"""

//! Process configuration loaded from the environment. Never panics when
//! optional settings are absent — a node without a signing key still serves
//! every read path and most write paths; the absence just disables the
//! signatures that key would have produced.

use crate::crypto::{CryptoError, NodeKeySource};
use ed25519_dalek::SigningKey;
use std::env;
use std::path::PathBuf;

/// Default `policy.rate_limit_per_min` applied when a village's policy
/// doesn't set one.
pub const DEFAULT_RATE_LIMIT_PER_MIN: u32 = 60;

/// Runtime configuration for a node.
#[derive(Debug, Clone)]
pub struct NodeConfig {
    /// Root directory under which `villages/` and `store/` are laid out.
    pub data_root: PathBuf,
    /// Where the node's own signing key is sourced from.
    pub key_source: NodeKeySource,
    /// Fallback rate limit used when a village policy omits one.
    pub default_rate_limit_per_min: u32,
}

impl NodeConfig {
    /// Loads configuration from the environment:
    /// - `VILLAGE_TRUST_DATA_ROOT` (default `.`)
    /// - `VILLAGE_TRUST_NODE_KEY` / `VILLAGE_TRUST_NODE_KEY_FILE` (see
    ///   [`NodeKeySource::from_env`])
    /// - `VILLAGE_TRUST_DEFAULT_RATE_LIMIT` (default 60)
    pub fn from_env() -> Self {
        let data_root = env::var("VILLAGE_TRUST_DATA_ROOT")
            .map(PathBuf::from)
            .unwrap_or_else(|_| PathBuf::from("."));
        let default_rate_limit_per_min = env::var("VILLAGE_TRUST_DEFAULT_RATE_LIMIT")
            .ok()
            .and_then(|v| v.parse().ok())
            .unwrap_or(DEFAULT_RATE_LIMIT_PER_MIN);
        Self {
            data_root,
            key_source: NodeKeySource::from_env(),
            default_rate_limit_per_min,
        }
    }

    /// Loads the node's signing key, if configured.
    pub fn load_node_key(&self) -> Result<Option<SigningKey>, CryptoError> {
        self.key_source.load()
    }
}

/// Installs a `tracing-subscriber` `fmt` layer reading its filter from
/// `RUST_LOG` (defaulting to `info`). Safe to call more than once; later
/// calls are no-ops.
pub fn init_tracing() {
    use tracing_subscriber::{fmt, EnvFilter};
    let filter = EnvFilter::try_from_default_env().unwrap_or_else(|_| EnvFilter::new("info"));
    let _ = fmt().with_env_filter(filter).try_init();
}

#[cfg(test)]
mod tests {
    use super::*;

    #[test]
    fn defaults_when_env_unset() {
        env::remove_var("VILLAGE_TRUST_DATA_ROOT");
        env::remove_var("VILLAGE_TRUST_NODE_KEY");
        env::remove_var("VILLAGE_TRUST_NODE_KEY_FILE");
        env::remove_var("VILLAGE_TRUST_DEFAULT_RATE_LIMIT");
        let cfg = NodeConfig::from_env();
        assert_eq!(cfg.data_root, PathBuf::from("."));
        assert_eq!(cfg.default_rate_limit_per_min, DEFAULT_RATE_LIMIT_PER_MIN);
        assert!(cfg.load_node_key().unwrap().is_none());
    }
}
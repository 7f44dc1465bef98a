//! Player and team identity lookups

use crate::PlayerId;
use serde::{Deserialize, Serialize};

/// An NBA franchise
#[derive(Debug, Clone, PartialEq, Eq, Serialize, Deserialize)]
pub struct Team {
    pub full_name: String,
    pub abbreviation: String,
    pub nickname: String,
    /// Other names the franchise goes by
    pub aliases: Vec<String>,
    /// Abbreviations used by earlier incarnations of the franchise
    pub former_abbreviations: Vec<String>,
}

impl Team {
    fn new(full_name: &str, abbreviation: &str, nickname: &str, former: &[&str]) -> Self {
        Team {
            full_name: full_name.to_string(),
            abbreviation: abbreviation.to_string(),
            nickname: nickname.to_string(),
            aliases: vec![],
            former_abbreviations: former.iter().map(|a| a.to_string()).collect(),
        }
    }

    fn with_alias(mut self, alias: &str) -> Self {
        self.aliases.push(alias.to_string());
        self
    }

    pub fn matches_name(&self, name: &str) -> bool {
        let name_lower = name.trim().to_lowercase();
        self.full_name.to_lowercase() == name_lower
            || self.nickname.to_lowercase() == name_lower
            || self.abbreviation.to_lowercase() == name_lower
            || self.aliases.iter().any(|a| a.to_lowercase() == name_lower)
    }

    /// Whether a matchup abbreviation refers to this franchise
    pub fn has_abbreviation(&self, abbreviation: &str) -> bool {
        let abbreviation = abbreviation.trim();
        self.abbreviation.eq_ignore_ascii_case(abbreviation)
            || self
                .former_abbreviations
                .iter()
                .any(|a| a.eq_ignore_ascii_case(abbreviation))
    }
}

/// Directory of current franchises
#[derive(Debug, Clone)]
pub struct TeamDirectory {
    teams: Vec<Team>,
}

impl TeamDirectory {
    /// The 30 current NBA franchises
    pub fn nba() -> Self {
        let teams = vec![
            Team::new("Atlanta Hawks", "ATL", "Hawks", &[]),
            Team::new("Boston Celtics", "BOS", "Celtics", &[]),
            Team::new("Brooklyn Nets", "BKN", "Nets", &["NJN"]),
            Team::new("Charlotte Hornets", "CHA", "Hornets", &[]),
            Team::new("Chicago Bulls", "CHI", "Bulls", &[]),
            Team::new("Cleveland Cavaliers", "CLE", "Cavaliers", &[]),
            Team::new("Dallas Mavericks", "DAL", "Mavericks", &[]),
            Team::new("Denver Nuggets", "DEN", "Nuggets", &[]),
            Team::new("Detroit Pistons", "DET", "Pistons", &[]),
            Team::new("Golden State Warriors", "GSW", "Warriors", &[]),
            Team::new("Houston Rockets", "HOU", "Rockets", &[]),
            Team::new("Indiana Pacers", "IND", "Pacers", &[]),
            Team::new("Los Angeles Clippers", "LAC", "Clippers", &[]).with_alias("LA Clippers"),
            Team::new("Los Angeles Lakers", "LAL", "Lakers", &[]),
            Team::new("Memphis Grizzlies", "MEM", "Grizzlies", &["VAN"]),
            Team::new("Miami Heat", "MIA", "Heat", &[]),
            Team::new("Milwaukee Bucks", "MIL", "Bucks", &[]),
            Team::new("Minnesota Timberwolves", "MIN", "Timberwolves", &[]),
            Team::new("New Orleans Pelicans", "NOP", "Pelicans", &["NOH", "NOK"]),
            Team::new("New York Knicks", "NYK", "Knicks", &[]),
            Team::new("Oklahoma City Thunder", "OKC", "Thunder", &["SEA"]),
            Team::new("Orlando Magic", "ORL", "Magic", &[]),
            Team::new("Philadelphia 76ers", "PHI", "76ers", &[]),
            Team::new("Phoenix Suns", "PHX", "Suns", &[]),
            Team::new("Portland Trail Blazers", "POR", "Trail Blazers", &[]),
            Team::new("Sacramento Kings", "SAC", "Kings", &[]),
            Team::new("San Antonio Spurs", "SAS", "Spurs", &[]),
            Team::new("Toronto Raptors", "TOR", "Raptors", &[]),
            Team::new("Utah Jazz", "UTA", "Jazz", &[]),
            Team::new("Washington Wizards", "WAS", "Wizards", &[]),
        ];
        TeamDirectory { teams }
    }

    /// Find a team by full name, nickname or abbreviation
    pub fn find(&self, name: &str) -> Option<&Team> {
        let name = name.trim();
        if name.is_empty() {
            return None;
        }
        self.teams.iter().find(|t| t.matches_name(name))
    }

    pub fn teams(&self) -> &[Team] {
        &self.teams
    }
}

/// A player known to the provider
#[derive(Debug, Clone, PartialEq, Serialize, Deserialize)]
pub struct Player {
    pub id: PlayerId,
    pub full_name: String,
    pub is_active: bool,
}

/// Directory of players returned by the provider
#[derive(Debug, Clone, Default)]
pub struct PlayerDirectory {
    players: Vec<Player>,
}

impl PlayerDirectory {
    pub fn new(players: Vec<Player>) -> Self {
        PlayerDirectory { players }
    }

    /// Find a player by full name (case-insensitive)
    ///
    /// When several players share a name, an active one is preferred.
    pub fn find(&self, full_name: &str) -> Option<&Player> {
        let wanted = normalize_name(full_name);
        if wanted.is_empty() {
            return None;
        }

        let mut matches = self
            .players
            .iter()
            .filter(|p| normalize_name(&p.full_name) == wanted);
        let first = matches.next()?;
        if first.is_active {
            return Some(first);
        }
        matches.find(|p| p.is_active).or(Some(first))
    }

    pub fn len(&self) -> usize {
        self.players.len()
    }

    pub fn is_empty(&self) -> bool {
        self.players.is_empty()
    }
}

/// Lowercase and collapse internal whitespace
fn normalize_name(name: &str) -> String {
    name.split_whitespace()
        .collect::<Vec<_>>()
        .join(" ")
        .to_lowercase()
}

#[cfg(test)]
mod tests {
    use super::*;

    #[test]
    fn test_team_directory_has_all_franchises() {
        let teams = TeamDirectory::nba();
        assert_eq!(teams.teams().len(), 30);
    }

    #[test]
    fn test_find_team() {
        let teams = TeamDirectory::nba();

        let team = teams.find("Boston Celtics").unwrap();
        assert_eq!(team.abbreviation, "BOS");

        let team = teams.find("  golden state warriors ").unwrap();
        assert_eq!(team.abbreviation, "GSW");

        let team = teams.find("Lakers").unwrap();
        assert_eq!(team.abbreviation, "LAL");

        let team = teams.find("phx").unwrap();
        assert_eq!(team.full_name, "Phoenix Suns");

        let team = teams.find("LA Clippers").unwrap();
        assert_eq!(team.abbreviation, "LAC");

        assert!(teams.find("Seattle Storm").is_none());
        assert!(teams.find("").is_none());
    }

    #[test]
    fn test_former_abbreviations() {
        let teams = TeamDirectory::nba();
        let thunder = teams.find("Oklahoma City Thunder").unwrap();
        assert!(thunder.has_abbreviation("OKC"));
        assert!(thunder.has_abbreviation("SEA"));
        assert!(!thunder.has_abbreviation("SAS"));
    }

    #[test]
    fn test_find_player() {
        let players = PlayerDirectory::new(vec![
            Player {
                id: PlayerId(2544),
                full_name: "LeBron James".to_string(),
                is_active: true,
            },
            Player {
                id: PlayerId(201939),
                full_name: "Stephen Curry".to_string(),
                is_active: true,
            },
        ]);

        assert_eq!(players.find("lebron  james").unwrap().id, PlayerId(2544));
        assert_eq!(players.find("Stephen Curry").unwrap().id, PlayerId(201939));
        assert!(players.find("Steph").is_none());
        assert!(players.find("   ").is_none());
    }

    #[test]
    fn test_find_player_prefers_active() {
        let players = PlayerDirectory::new(vec![
            Player {
                id: PlayerId(1),
                full_name: "Gary Payton".to_string(),
                is_active: false,
            },
            Player {
                id: PlayerId(2),
                full_name: "Gary Payton".to_string(),
                is_active: true,
            },
        ]);
        assert_eq!(players.find("Gary Payton").unwrap().id, PlayerId(2));
    }
}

"""

#### What needs to be done:
Where a line of the records includes "Debug", copy it.

#### Response area:
#[derive(Debug, Clone)]
#[derive(Debug, Clone, PartialEq, Eq, Serialize, Deserialize)]
#[derive(Debug, Clone)]
#[derive(Debug, Clone, PartialEq, Serialize, Deserialize)]
#[derive(Debug, Clone, Default)]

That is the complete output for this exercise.